MATERIAL FOR THE TASK section start

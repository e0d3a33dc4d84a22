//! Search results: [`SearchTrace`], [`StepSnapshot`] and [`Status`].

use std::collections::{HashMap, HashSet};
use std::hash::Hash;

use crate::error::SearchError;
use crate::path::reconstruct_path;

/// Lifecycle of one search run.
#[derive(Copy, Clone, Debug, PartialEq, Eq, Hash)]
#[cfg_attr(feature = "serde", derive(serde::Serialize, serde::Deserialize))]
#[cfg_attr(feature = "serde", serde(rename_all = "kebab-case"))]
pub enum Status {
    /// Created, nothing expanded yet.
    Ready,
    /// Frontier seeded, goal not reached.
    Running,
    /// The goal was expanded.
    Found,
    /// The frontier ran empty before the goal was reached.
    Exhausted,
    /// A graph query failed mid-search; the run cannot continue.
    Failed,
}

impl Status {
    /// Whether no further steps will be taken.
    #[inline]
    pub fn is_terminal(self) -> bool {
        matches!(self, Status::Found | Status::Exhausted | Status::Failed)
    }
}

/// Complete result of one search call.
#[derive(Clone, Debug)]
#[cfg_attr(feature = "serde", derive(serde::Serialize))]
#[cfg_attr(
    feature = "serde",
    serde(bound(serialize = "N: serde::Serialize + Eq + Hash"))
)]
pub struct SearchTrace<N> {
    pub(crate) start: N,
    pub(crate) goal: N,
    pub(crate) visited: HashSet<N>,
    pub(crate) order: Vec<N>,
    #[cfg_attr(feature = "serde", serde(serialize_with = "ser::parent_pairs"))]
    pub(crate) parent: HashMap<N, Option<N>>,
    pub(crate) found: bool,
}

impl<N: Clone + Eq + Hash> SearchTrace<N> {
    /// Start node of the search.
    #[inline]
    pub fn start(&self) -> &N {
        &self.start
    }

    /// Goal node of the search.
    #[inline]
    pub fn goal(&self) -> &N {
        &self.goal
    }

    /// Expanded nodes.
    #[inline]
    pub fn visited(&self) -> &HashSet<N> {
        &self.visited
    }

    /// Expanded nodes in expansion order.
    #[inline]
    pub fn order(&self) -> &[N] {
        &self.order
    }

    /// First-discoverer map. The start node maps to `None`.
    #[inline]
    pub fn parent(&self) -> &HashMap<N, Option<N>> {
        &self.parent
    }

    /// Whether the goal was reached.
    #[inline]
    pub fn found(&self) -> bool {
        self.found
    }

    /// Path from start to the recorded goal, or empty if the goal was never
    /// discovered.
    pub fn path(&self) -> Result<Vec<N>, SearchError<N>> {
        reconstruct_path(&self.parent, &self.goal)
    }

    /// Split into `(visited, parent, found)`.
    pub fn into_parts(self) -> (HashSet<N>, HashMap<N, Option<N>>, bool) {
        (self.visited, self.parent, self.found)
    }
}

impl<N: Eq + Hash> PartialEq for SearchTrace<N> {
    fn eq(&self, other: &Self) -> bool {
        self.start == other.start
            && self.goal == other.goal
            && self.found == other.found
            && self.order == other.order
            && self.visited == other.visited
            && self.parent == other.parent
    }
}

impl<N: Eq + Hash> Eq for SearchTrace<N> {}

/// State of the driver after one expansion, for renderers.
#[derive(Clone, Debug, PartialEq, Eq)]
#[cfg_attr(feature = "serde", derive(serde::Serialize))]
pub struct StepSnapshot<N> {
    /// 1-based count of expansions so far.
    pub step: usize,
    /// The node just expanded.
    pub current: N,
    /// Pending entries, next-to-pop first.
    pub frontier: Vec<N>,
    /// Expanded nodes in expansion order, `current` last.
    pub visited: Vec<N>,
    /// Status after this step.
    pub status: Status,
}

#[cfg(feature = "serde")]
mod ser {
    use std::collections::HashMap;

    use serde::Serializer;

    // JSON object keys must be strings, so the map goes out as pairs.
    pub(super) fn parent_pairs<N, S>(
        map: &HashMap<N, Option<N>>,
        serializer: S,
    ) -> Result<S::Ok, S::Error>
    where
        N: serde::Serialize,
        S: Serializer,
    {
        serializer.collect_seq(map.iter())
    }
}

MATERIAL FOR THE TASK section end

HOW TO COMPLETE THIS TASK: Lines in the data that hold "StepSnapshot" must be located and copied.

SOLUTION TO THE PROBLEM:
//! Search results: [`SearchTrace`], [`StepSnapshot`] and [`Status`].
pub struct StepSnapshot<N> {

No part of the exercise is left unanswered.